> _YOUR GOAL_: Among the records that follow, set down only the lines from the one containing "from the date." to the one containing "A scheduled alarm.", both included, exactly.

> _SUPPLIED MATERIAL_:
══════════════════════════════

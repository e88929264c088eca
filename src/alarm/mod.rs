//! Alarm scheduling.
//!
//! An [`Alarm`] is a target local datetime with a repeat flag. The
//! [`AlarmManager`] holds alarms keyed by identity and, once per tick,
//! reports the ones that came due. Repeating alarms are rolled forward
//! one day at a time until they are back in the future; one-shot alarms
//! are dropped after firing.


use heapless::Vec;

use crate::clock::{to_epoch, CivilDateTime};
use crate::config::MAX_ALARMS;
use crate::error::{Error, Result};

/// Unique alarm identity. Adding an alarm with an existing identity
/// replaces the old one.
#[derive(Clone, Copy, Debug, PartialEq, Eq, PartialOrd, Ord, Hash)]
#[cfg_attr(feature = "defmt", derive(defmt::Format))]
pub struct AlarmId(pub &'static str);

/// When an alarm should ring.
#[derive(Clone, Copy, Debug, PartialEq, Eq)]
pub enum AlarmSpec {
    /// A full local datetime.
    At(CivilDateTime),
    /// A time of day, today (rolled to tomorrow if already past).
    TimeOfDay { hour: u8, minute: u8, second: u8 },
}

impl<'a> TryFrom<&'a [i32]> for AlarmSpec {
    type Error = Error;

    /// Accepts an 8-field datetime (Y, M, D, h, m, s, weekday, yearday)
    /// or a 3-field time (h, m, s). Weekday and yearday are recomputed
    /// from the date.
    fn try_from(fields: &'a [i32]) -> Result<Self> {
        match *fields {
            [year, month, day, hour, minute, second, _weekday, _yearday] => {
                let dt = CivilDateTime::new(
                    year,
                    field(month)?,
                    field(day)?,
                    field(hour)?,
                    field(minute)?,
                    field(second)?,
                )
                .map_err(|_| Error::InvalidAlarmSpec)?;
                Ok(AlarmSpec::At(dt))
            }
            [hour, minute, second] => Ok(AlarmSpec::TimeOfDay {
                hour: field(hour)?,
                minute: field(minute)?,
                second: field(second)?,
            }),
            _ => Err(Error::InvalidAlarmSpec),
        }
    }
}

fn field(value: i32) -> Result<u8> {
    u8::try_from(value).map_err(|_| Error::InvalidAlarmSpec)
}

/// A scheduled alarm.
#[derive(Clone, Debug, PartialEq, Eq)]
pub struct Alarm {
    id: AlarmId,
    target: CivilDateTime,
    repeating: bool,
}

impl Alarm {
    /// Resolve `spec` against `now` and roll the target forward until it
    /// lies in the future.
    pub fn new(id: AlarmId, spec: AlarmSpec, repeating: bool, now: CivilDateTime) -> Result<Self> {
        let target = match spec {
            AlarmSpec::At(dt) => dt,
            AlarmSpec::TimeOfDay { hour, minute, second } => now
                .with_time(hour, minute, second)
                .map_err(|_| Error::InvalidAlarmSpec)?,
        };

        let mut alarm = Self { id, target, repeating };
        alarm.roll_forward(now);
        Ok(alarm)
    }

    pub fn id(&self) -> AlarmId {
        self.id
    }

    pub fn target(&self) -> CivilDateTime {
        self.target
    }

    pub fn is_repeating(&self) -> bool {
        self.repeating
    }

    /// Due once local time reaches the target.
    pub fn is_due(&self, now: CivilDateTime) -> bool {
        to_epoch(now) >= to_epoch(self.target)
    }

    /// Skip forward one day at a time while overdue.
    fn roll_forward(&mut self, now: CivilDateTime) {
        while self.is_due(now) {
            match self.target.next_day() {
                Some(next) => self.target = next,
                None => break,
            }
        }
    }
}

/// An alarm that came due during [`AlarmManager::tick`].
#[derive(Clone, Copy, Debug, PartialEq, Eq)]
#[cfg_attr(feature = "defmt", derive(defmt::Format))]
pub struct Fired {
    pub id: AlarmId,
    /// The target that was reached (before any reschedule).
    pub at: CivilDateTime,
}

/// Fixed-capacity set of alarms, kept in identity order.
#[derive(Default)]
pub struct AlarmManager {
    alarms: Vec<Alarm, MAX_ALARMS>,
}

impl AlarmManager {
    pub const fn new() -> Self {
        Self { alarms: Vec::new() }
    }

    /// Insert `alarm`, replacing any alarm with the same identity.
    pub fn add(&mut self, alarm: Alarm) -> Result<()> {
        self.cancel(alarm.id);

        let pos = self
            .alarms
            .iter()
            .position(|a| a.id > alarm.id)
            .unwrap_or(self.alarms.len());
        info!("Alarm {} set for {}", alarm.id, alarm.target);
        self.alarms.insert(pos, alarm).map_err(|_| Error::AlarmCapacity)
    }

    /// Remove the alarm with identity `id`. No-op if absent.
    pub fn cancel(&mut self, id: AlarmId) {
        let before = self.alarms.len();
        self.alarms.retain(|a| a.id != id);
        if self.alarms.len() != before {
            info!("Alarm {} cancelled", id);
        }
    }

    pub fn get(&self, id: AlarmId) -> Option<&Alarm> {
        self.alarms.iter().find(|a| a.id == id)
    }

    pub fn len(&self) -> usize {
        self.alarms.len()
    }

    pub fn is_empty(&self) -> bool {
        self.alarms.is_empty()
    }

    pub fn iter(&self) -> impl Iterator<Item = &Alarm> {
        self.alarms.iter()
    }

    /// Collect every alarm due at `now`, in identity order.
    ///
    /// Each due alarm is reported exactly once. Repeating alarms are
    /// rescheduled past `now`; one-shot alarms are removed.
    pub fn tick(&mut self, now: CivilDateTime) -> Vec<Fired, MAX_ALARMS> {
        let mut fired = Vec::new();

        self.alarms.retain_mut(|alarm| {
            if !alarm.is_due(now) {
                return true;
            }

            // Capacity matches the table, so this cannot overflow.
            let _ = fired.push(Fired { id: alarm.id, at: alarm.target });

            if alarm.repeating {
                alarm.roll_forward(now);
                debug!("Alarm {} rescheduled to {}", alarm.id, alarm.target);
                true
            } else {
                false
            }
        });

        fired
    }
}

══════════════════════════════

> _SOLUTION_:
    /// from the date.
    fn try_from(fields: &'a [i32]) -> Result<Self> {
        match *fields {
            [year, month, day, hour, minute, second, _weekday, _yearday] => {
                let dt = CivilDateTime::new(
                    year,
                    field(month)?,
                    field(day)?,
                    field(hour)?,
                    field(minute)?,
                    field(second)?,
                )
                .map_err(|_| Error::InvalidAlarmSpec)?;
                Ok(AlarmSpec::At(dt))
            }
            [hour, minute, second] => Ok(AlarmSpec::TimeOfDay {
                hour: field(hour)?,
                minute: field(minute)?,
                second: field(second)?,
            }),
            _ => Err(Error::InvalidAlarmSpec),
        }
    }
}

fn field(value: i32) -> Result<u8> {
    u8::try_from(value).map_err(|_| Error::InvalidAlarmSpec)
}

/// A scheduled alarm.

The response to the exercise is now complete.